- Task instructions -
Your response should be every line of the data, written out exactly.

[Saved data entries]
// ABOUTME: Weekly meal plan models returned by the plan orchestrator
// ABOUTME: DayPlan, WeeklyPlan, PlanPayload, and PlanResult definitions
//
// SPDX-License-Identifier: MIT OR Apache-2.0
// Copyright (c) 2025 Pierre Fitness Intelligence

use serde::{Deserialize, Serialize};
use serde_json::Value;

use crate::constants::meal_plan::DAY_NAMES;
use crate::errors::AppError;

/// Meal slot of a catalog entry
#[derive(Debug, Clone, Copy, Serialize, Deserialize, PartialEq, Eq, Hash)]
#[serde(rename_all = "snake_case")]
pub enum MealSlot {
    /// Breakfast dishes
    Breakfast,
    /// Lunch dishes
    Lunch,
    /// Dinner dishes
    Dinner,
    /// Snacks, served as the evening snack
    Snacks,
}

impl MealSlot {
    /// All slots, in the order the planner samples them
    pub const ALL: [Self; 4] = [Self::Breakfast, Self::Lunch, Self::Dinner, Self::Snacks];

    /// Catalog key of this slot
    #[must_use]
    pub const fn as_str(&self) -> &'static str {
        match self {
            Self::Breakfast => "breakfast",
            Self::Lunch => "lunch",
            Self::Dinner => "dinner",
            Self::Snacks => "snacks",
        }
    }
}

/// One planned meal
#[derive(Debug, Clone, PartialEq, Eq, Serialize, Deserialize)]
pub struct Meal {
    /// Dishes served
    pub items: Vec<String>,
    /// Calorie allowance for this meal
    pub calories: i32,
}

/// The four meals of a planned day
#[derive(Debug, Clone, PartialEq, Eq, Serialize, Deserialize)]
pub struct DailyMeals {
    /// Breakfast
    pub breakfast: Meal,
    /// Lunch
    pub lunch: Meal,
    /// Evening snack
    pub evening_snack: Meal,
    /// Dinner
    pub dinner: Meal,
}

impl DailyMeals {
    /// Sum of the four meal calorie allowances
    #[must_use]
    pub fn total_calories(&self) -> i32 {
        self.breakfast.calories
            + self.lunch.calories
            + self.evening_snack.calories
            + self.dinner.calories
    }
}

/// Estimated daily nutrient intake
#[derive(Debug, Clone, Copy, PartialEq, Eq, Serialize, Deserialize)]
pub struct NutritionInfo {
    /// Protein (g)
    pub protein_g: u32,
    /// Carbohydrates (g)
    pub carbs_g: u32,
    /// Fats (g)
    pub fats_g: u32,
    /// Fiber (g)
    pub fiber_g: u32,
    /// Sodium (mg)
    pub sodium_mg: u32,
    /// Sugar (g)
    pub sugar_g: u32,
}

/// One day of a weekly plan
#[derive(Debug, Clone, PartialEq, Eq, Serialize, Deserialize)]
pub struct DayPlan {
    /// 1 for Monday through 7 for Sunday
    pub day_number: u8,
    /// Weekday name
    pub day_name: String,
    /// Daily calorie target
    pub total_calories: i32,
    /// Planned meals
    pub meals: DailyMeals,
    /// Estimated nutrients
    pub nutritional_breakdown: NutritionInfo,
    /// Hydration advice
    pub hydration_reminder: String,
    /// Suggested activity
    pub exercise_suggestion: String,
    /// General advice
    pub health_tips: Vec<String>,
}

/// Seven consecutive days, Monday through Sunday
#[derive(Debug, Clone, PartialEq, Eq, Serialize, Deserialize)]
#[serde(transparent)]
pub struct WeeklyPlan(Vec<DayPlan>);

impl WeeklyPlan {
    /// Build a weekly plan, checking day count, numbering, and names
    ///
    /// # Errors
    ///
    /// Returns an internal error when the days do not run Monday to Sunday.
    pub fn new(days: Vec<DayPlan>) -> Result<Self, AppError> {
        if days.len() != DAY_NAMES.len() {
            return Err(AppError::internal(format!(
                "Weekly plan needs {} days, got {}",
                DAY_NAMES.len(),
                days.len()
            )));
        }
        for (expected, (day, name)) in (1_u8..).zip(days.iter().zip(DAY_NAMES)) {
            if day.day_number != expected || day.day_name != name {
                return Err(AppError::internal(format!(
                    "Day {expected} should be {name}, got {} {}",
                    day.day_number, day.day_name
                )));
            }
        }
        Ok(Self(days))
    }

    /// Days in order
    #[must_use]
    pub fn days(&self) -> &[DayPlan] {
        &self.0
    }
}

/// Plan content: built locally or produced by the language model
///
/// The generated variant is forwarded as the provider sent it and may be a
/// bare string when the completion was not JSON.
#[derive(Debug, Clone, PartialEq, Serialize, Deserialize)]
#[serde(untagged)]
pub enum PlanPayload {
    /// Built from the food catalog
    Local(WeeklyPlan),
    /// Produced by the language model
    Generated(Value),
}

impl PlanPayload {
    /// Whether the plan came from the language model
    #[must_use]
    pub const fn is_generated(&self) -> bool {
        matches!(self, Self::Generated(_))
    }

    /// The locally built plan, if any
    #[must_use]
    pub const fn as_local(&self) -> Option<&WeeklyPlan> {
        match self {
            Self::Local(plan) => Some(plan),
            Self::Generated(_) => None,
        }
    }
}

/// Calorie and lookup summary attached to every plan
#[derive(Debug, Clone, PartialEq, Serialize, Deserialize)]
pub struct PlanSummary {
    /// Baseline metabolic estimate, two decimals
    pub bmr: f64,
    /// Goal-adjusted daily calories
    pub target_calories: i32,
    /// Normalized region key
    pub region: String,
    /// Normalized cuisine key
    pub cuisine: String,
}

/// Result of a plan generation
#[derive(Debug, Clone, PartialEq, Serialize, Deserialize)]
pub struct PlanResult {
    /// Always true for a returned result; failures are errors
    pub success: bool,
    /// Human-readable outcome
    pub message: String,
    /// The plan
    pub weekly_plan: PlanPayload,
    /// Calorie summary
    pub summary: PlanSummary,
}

- Your solution -
// ABOUTME: Weekly meal plan models returned by the plan orchestrator
// ABOUTME: DayPlan, WeeklyPlan, PlanPayload, and PlanResult definitions
//
// SPDX-License-Identifier: MIT OR Apache-2.0
// Copyright (c) 2025 Pierre Fitness Intelligence

use serde::{Deserialize, Serialize};
use serde_json::Value;

use crate::constants::meal_plan::DAY_NAMES;
use crate::errors::AppError;

/// Meal slot of a catalog entry
#[derive(Debug, Clone, Copy, Serialize, Deserialize, PartialEq, Eq, Hash)]
#[serde(rename_all = "snake_case")]
pub enum MealSlot {
    /// Breakfast dishes
    Breakfast,
    /// Lunch dishes
    Lunch,
    /// Dinner dishes
    Dinner,
    /// Snacks, served as the evening snack
    Snacks,
}

impl MealSlot {
    /// All slots, in the order the planner samples them
    pub const ALL: [Self; 4] = [Self::Breakfast, Self::Lunch, Self::Dinner, Self::Snacks];

    /// Catalog key of this slot
    #[must_use]
    pub const fn as_str(&self) -> &'static str {
        match self {
            Self::Breakfast => "breakfast",
            Self::Lunch => "lunch",
            Self::Dinner => "dinner",
            Self::Snacks => "snacks",
        }
    }
}

/// One planned meal
#[derive(Debug, Clone, PartialEq, Eq, Serialize, Deserialize)]
pub struct Meal {
    /// Dishes served
    pub items: Vec<String>,
    /// Calorie allowance for this meal
    pub calories: i32,
}

/// The four meals of a planned day
#[derive(Debug, Clone, PartialEq, Eq, Serialize, Deserialize)]
pub struct DailyMeals {
    /// Breakfast
    pub breakfast: Meal,
    /// Lunch
    pub lunch: Meal,
    /// Evening snack
    pub evening_snack: Meal,
    /// Dinner
    pub dinner: Meal,
}

impl DailyMeals {
    /// Sum of the four meal calorie allowances
    #[must_use]
    pub fn total_calories(&self) -> i32 {
        self.breakfast.calories
            + self.lunch.calories
            + self.evening_snack.calories
            + self.dinner.calories
    }
}

/// Estimated daily nutrient intake
#[derive(Debug, Clone, Copy, PartialEq, Eq, Serialize, Deserialize)]
pub struct NutritionInfo {
    /// Protein (g)
    pub protein_g: u32,
    /// Carbohydrates (g)
    pub carbs_g: u32,
    /// Fats (g)
    pub fats_g: u32,
    /// Fiber (g)
    pub fiber_g: u32,
    /// Sodium (mg)
    pub sodium_mg: u32,
    /// Sugar (g)
    pub sugar_g: u32,
}

/// One day of a weekly plan
#[derive(Debug, Clone, PartialEq, Eq, Serialize, Deserialize)]
pub struct DayPlan {
    /// 1 for Monday through 7 for Sunday
    pub day_number: u8,
    /// Weekday name
    pub day_name: String,
    /// Daily calorie target
    pub total_calories: i32,
    /// Planned meals
    pub meals: DailyMeals,
    /// Estimated nutrients
    pub nutritional_breakdown: NutritionInfo,
    /// Hydration advice
    pub hydration_reminder: String,
    /// Suggested activity
    pub exercise_suggestion: String,
    /// General advice
    pub health_tips: Vec<String>,
}

/// Seven consecutive days, Monday through Sunday
#[derive(Debug, Clone, PartialEq, Eq, Serialize, Deserialize)]
#[serde(transparent)]
pub struct WeeklyPlan(Vec<DayPlan>);

impl WeeklyPlan {
    /// Build a weekly plan, checking day count, numbering, and names
    ///
    /// # Errors
    ///
    /// Returns an internal error when the days do not run Monday to Sunday.
    pub fn new(days: Vec<DayPlan>) -> Result<Self, AppError> {
        if days.len() != DAY_NAMES.len() {
            return Err(AppError::internal(format!(
                "Weekly plan needs {} days, got {}",
                DAY_NAMES.len(),
                days.len()
            )));
        }
        for (expected, (day, name)) in (1_u8..).zip(days.iter().zip(DAY_NAMES)) {
            if day.day_number != expected || day.day_name != name {
                return Err(AppError::internal(format!(
                    "Day {expected} should be {name}, got {} {}",
                    day.day_number, day.day_name
                )));
            }
        }
        Ok(Self(days))
    }

    /// Days in order
    #[must_use]
    pub fn days(&self) -> &[DayPlan] {
        &self.0
    }
}

/// Plan content: built locally or produced by the language model
///
/// The generated variant is forwarded as the provider sent it and may be a
/// bare string when the completion was not JSON.
#[derive(Debug, Clone, PartialEq, Serialize, Deserialize)]
#[serde(untagged)]
pub enum PlanPayload {
    /// Built from the food catalog
    Local(WeeklyPlan),
    /// Produced by the language model
    Generated(Value),
}

impl PlanPayload {
    /// Whether the plan came from the language model
    #[must_use]
    pub const fn is_generated(&self) -> bool {
        matches!(self, Self::Generated(_))
    }

    /// The locally built plan, if any
    #[must_use]
    pub const fn as_local(&self) -> Option<&WeeklyPlan> {
        match self {
            Self::Local(plan) => Some(plan),
            Self::Generated(_) => None,
        }
    }
}

/// Calorie and lookup summary attached to every plan
#[derive(Debug, Clone, PartialEq, Serialize, Deserialize)]
pub struct PlanSummary {
    /// Baseline metabolic estimate, two decimals
    pub bmr: f64,
    /// Goal-adjusted daily calories
    pub target_calories: i32,
    /// Normalized region key
    pub region: String,
    /// Normalized cuisine key
    pub cuisine: String,
}

/// Result of a plan generation
#[derive(Debug, Clone, PartialEq, Serialize, Deserialize)]
pub struct PlanResult {
    /// Always true for a returned result; failures are errors
    pub success: bool,
    /// Human-readable outcome
    pub message: String,
    /// The plan
    pub weekly_plan: PlanPayload,
    /// Calorie summary
    pub summary: PlanSummary,
}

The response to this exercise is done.